----- RECORDS TO PROCESS

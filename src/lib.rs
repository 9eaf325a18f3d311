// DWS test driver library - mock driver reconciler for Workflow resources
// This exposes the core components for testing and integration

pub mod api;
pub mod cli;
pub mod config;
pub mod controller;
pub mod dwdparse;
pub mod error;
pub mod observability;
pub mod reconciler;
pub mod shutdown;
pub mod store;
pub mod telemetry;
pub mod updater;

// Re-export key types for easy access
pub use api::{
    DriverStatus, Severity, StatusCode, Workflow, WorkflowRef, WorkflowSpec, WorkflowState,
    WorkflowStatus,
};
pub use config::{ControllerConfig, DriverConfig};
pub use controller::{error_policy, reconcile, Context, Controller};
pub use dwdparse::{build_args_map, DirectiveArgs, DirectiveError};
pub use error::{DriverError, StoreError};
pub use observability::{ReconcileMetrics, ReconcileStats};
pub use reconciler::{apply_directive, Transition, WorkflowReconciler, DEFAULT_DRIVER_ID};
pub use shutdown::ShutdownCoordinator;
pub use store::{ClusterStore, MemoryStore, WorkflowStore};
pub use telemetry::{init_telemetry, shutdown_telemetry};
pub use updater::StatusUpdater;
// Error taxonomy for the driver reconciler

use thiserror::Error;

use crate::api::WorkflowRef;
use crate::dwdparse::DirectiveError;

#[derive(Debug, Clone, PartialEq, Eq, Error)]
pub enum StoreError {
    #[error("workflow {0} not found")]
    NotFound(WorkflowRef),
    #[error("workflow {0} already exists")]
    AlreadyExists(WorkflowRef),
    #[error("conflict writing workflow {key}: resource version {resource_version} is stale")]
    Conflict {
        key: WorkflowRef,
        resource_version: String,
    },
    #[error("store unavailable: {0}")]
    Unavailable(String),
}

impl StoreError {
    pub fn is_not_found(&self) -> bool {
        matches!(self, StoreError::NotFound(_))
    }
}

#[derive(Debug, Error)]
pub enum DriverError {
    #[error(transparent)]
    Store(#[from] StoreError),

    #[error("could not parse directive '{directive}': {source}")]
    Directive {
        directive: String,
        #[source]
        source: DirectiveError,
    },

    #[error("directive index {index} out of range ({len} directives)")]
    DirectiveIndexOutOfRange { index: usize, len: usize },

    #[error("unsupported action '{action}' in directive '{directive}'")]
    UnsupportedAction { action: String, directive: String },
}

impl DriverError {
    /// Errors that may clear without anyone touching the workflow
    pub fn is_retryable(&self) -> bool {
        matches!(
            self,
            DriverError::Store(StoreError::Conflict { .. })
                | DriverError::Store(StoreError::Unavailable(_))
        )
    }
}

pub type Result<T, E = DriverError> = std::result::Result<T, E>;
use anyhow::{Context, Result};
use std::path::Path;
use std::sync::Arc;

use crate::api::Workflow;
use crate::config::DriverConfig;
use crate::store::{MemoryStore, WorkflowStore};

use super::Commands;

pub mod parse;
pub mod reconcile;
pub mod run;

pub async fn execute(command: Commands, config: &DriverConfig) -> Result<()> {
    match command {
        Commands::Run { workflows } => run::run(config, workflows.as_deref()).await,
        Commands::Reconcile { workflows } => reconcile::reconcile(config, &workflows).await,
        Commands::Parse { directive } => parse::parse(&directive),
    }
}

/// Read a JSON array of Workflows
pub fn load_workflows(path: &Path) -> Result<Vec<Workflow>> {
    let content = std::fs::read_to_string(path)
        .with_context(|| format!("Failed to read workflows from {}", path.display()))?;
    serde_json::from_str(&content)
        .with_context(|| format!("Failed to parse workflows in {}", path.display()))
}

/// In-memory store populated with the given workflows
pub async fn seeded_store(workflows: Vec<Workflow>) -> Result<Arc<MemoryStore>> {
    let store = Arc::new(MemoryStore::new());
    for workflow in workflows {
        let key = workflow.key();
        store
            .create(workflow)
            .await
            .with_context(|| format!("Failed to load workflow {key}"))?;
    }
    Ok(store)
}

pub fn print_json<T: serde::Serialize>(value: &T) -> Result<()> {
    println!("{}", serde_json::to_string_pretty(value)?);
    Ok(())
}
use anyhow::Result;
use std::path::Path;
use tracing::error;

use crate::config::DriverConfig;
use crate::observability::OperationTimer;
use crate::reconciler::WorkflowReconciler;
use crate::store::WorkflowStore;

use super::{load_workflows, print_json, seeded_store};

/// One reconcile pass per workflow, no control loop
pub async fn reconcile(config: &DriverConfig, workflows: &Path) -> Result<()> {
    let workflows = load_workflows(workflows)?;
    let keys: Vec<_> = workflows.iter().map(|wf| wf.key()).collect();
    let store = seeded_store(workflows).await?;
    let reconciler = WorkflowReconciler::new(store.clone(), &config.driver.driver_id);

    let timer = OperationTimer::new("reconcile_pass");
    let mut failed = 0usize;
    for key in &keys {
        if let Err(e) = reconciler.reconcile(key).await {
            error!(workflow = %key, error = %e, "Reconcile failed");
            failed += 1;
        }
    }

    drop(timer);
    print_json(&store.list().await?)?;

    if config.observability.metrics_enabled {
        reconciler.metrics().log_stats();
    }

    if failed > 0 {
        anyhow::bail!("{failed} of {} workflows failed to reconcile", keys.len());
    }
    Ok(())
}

----------

» THE PROBLEM: Copy out every line in the entries above that holds "async".

» SOLUTION:
pub async fn execute(command: Commands, config: &DriverConfig) -> Result<()> {
pub async fn seeded_store(workflows: Vec<Workflow>) -> Result<Arc<MemoryStore>> {
pub async fn reconcile(config: &DriverConfig, workflows: &Path) -> Result<()> {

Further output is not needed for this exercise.